O médico e pesquisador lembra que o Brasil ocupa o 17º lugar em pesquisa clínica no mundo, perdendo grandes oportunidades de avanço tecnológico, muitas vezes por conta de uma desarmonia entre dois órgãos responsáveis por esse impulso, o Conselho Nacional de Ética em Pesquisas (Conep) e a Anvisa. "Essas duas instituições têm que ajudar na inovação, e não ser mais um obstáculo que teremos de cruzar."

A lentidão na inovação não pode ser atribuída à falta de financiamento. "Nunca no país houve tantas linhas de crédito como agora. Falta de dinheiro não foi o que emperrou a pesquisa", diz Jorge Ávila, presidente do Instituto Nacional de Propriedade Industrial (Inpi). Ávila vê na timidez dos empresários insegurança em relação ao retorno de seus investimentos. Embora a lei de propriedade industrial seja avançada e segura, as incertezas estariam nos próprios órgãos do governo. Diferente de outros países, onde cerca de 90% dos investimentos em pesquisa e inovação são feitos pela indústria, no Brasil eles não chegam a 50%. A outra parte é feita nas universidades, provocando uma separação entre academia e setor produtivo.
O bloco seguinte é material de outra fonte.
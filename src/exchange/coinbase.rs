/// Coinbase Exchange product candles and trades
use serde_json::Value;

use crate::data::cursor::CursorToken;
use crate::error::{CandleError, Result};
use crate::exchange::connector::{ApiRequest, RawResponse};
use crate::exchange::dialect::{Dialect, TradePage};
use crate::exchange::wire;
use crate::types::{Candle, ExchangeKind, Granularity, Print};
use crate::utils::epoch_to_rfc3339;

/// 2015-01-24, first BTC-USD candle
const EARLIEST_DATA: i64 = 1_422_144_000;
const MAX_CANDLES: usize = 300;
const MAX_TRADES: usize = 1000;

pub struct CoinbaseDialect;

fn candles_path(instrument: &str) -> String {
    format!("/products/{}/candles", instrument)
}

/// `[time, low, high, open, close, volume]`
fn decode_bucket(granularity: Granularity, record: &Value) -> Result<Candle> {
    let context = "coinbase candle";
    Candle::new(
        wire::epoch_secs(wire::column(record, 0, context)?, context)?,
        granularity,
        wire::decimal(wire::column(record, 3, context)?, context)?,
        wire::decimal(wire::column(record, 2, context)?, context)?,
        wire::decimal(wire::column(record, 1, context)?, context)?,
        wire::decimal(wire::column(record, 4, context)?, context)?,
        wire::decimal(wire::column(record, 5, context)?, context)?,
    )
}

impl Dialect for CoinbaseDialect {
    fn exchange(&self) -> ExchangeKind {
        ExchangeKind::Coinbase
    }

    fn earliest_data(&self) -> i64 {
        EARLIEST_DATA
    }

    fn max_page_size(&self) -> usize {
        MAX_CANDLES
    }

    fn candle_request(
        &self,
        instrument: &str,
        granularity: Granularity,
        end_exclusive: i64,
        limit: usize,
    ) -> Result<ApiRequest> {
        let secs = granularity.as_secs();
        let limit = limit.clamp(1, MAX_CANDLES) as i64;
        // Both bounds are inclusive open times on Coinbase
        let start = end_exclusive - limit * secs;
        let end = end_exclusive - secs;
        Ok(ApiRequest::get(candles_path(instrument))
            .param("granularity", secs)
            .param("start", epoch_to_rfc3339(start)?)
            .param("end", epoch_to_rfc3339(end)?))
    }

    fn sub_candle_request(
        &self,
        instrument: &str,
        granularity: Granularity,
        from_secs: i64,
        to_secs: i64,
    ) -> Result<ApiRequest> {
        Ok(ApiRequest::get(candles_path(instrument))
            .param("granularity", granularity.as_secs())
            .param("start", epoch_to_rfc3339(from_secs)?)
            .param("end", epoch_to_rfc3339(to_secs)?))
    }

    fn decode_candles(
        &self,
        granularity: Granularity,
        response: &RawResponse,
        _include_incomplete: bool,
    ) -> Result<Vec<Candle>> {
        let records = wire::array(&response.body, None, "coinbase candles")?;
        let mut candles = records
            .iter()
            .map(|record| decode_bucket(granularity, record))
            .collect::<Result<Vec<_>>>()?;
        candles.sort_by_key(Candle::open_time);
        Ok(candles)
    }

    fn supports_trades(&self) -> bool {
        true
    }

    fn trade_request(
        &self,
        instrument: &str,
        _window_start_ms: i64,
        _now_ms: i64,
        cursor: Option<&CursorToken>,
    ) -> Result<ApiRequest> {
        let request = ApiRequest::get(format!("/products/{}/trades", instrument))
            .param("limit", MAX_TRADES);
        match cursor {
            None => Ok(request),
            Some(CursorToken::After(after)) => Ok(request.param("after", after)),
            Some(other) => Err(CandleError::config(format!(
                "unexpected Coinbase trade cursor {:?}",
                other
            ))),
        }
    }

    /// Trades arrive newest first; paging walks backwards until the oldest
    /// trade on a page predates the window.
    fn decode_trades(
        &self,
        response: &RawResponse,
        window_start_ms: i64,
        now_ms: i64,
    ) -> Result<TradePage> {
        let context = "coinbase trade";
        let records = wire::array(&response.body, None, "coinbase trades")?;

        let mut prints = Vec::with_capacity(records.len());
        let mut oldest = i64::MAX;
        for record in records {
            let time_ms = wire::epoch_ms(wire::field(record, "time", context)?, context)?;
            let price = wire::decimal(wire::field(record, "price", context)?, context)?;
            let size = wire::decimal(wire::field(record, "size", context)?, context)?;

            oldest = oldest.min(time_ms);
            if time_ms >= window_start_ms && time_ms < now_ms {
                prints.push(Print::trade(time_ms, price, size));
            }
        }

        let needs_more = !records.is_empty() && oldest >= window_start_ms;
        let next = if needs_more {
            match &response.continuation {
                Some(after) => Some(CursorToken::After(after.clone())),
                None => {
                    return Err(CandleError::parse(
                        "coinbase trades: missing cb-after header",
                        &format!("{} trades, oldest at {}", records.len(), oldest),
                    ))
                }
            }
        } else {
            None
        };

        Ok(TradePage { prints, next })
    }
}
Silvio Crestana, ex-presidente da Empresa Brasileira de Pesquisa Agropecuária (Embrapa), mostra o lado da pesquisa que vem dando certo no Brasil e que, na sua opinião, precisará ser seguido pela saúde. "Com pesquisas, quebramos o paradigma de que a soja não se desenvolveria no Mato Grosso e em Goiás. Não teríamos a melhor genética em bovinos se fôssemos ouvir a ciência daquela época. O Brasil é o terceiro maior exportador mundial, perdendo apenas para Europa e Estados Unidos."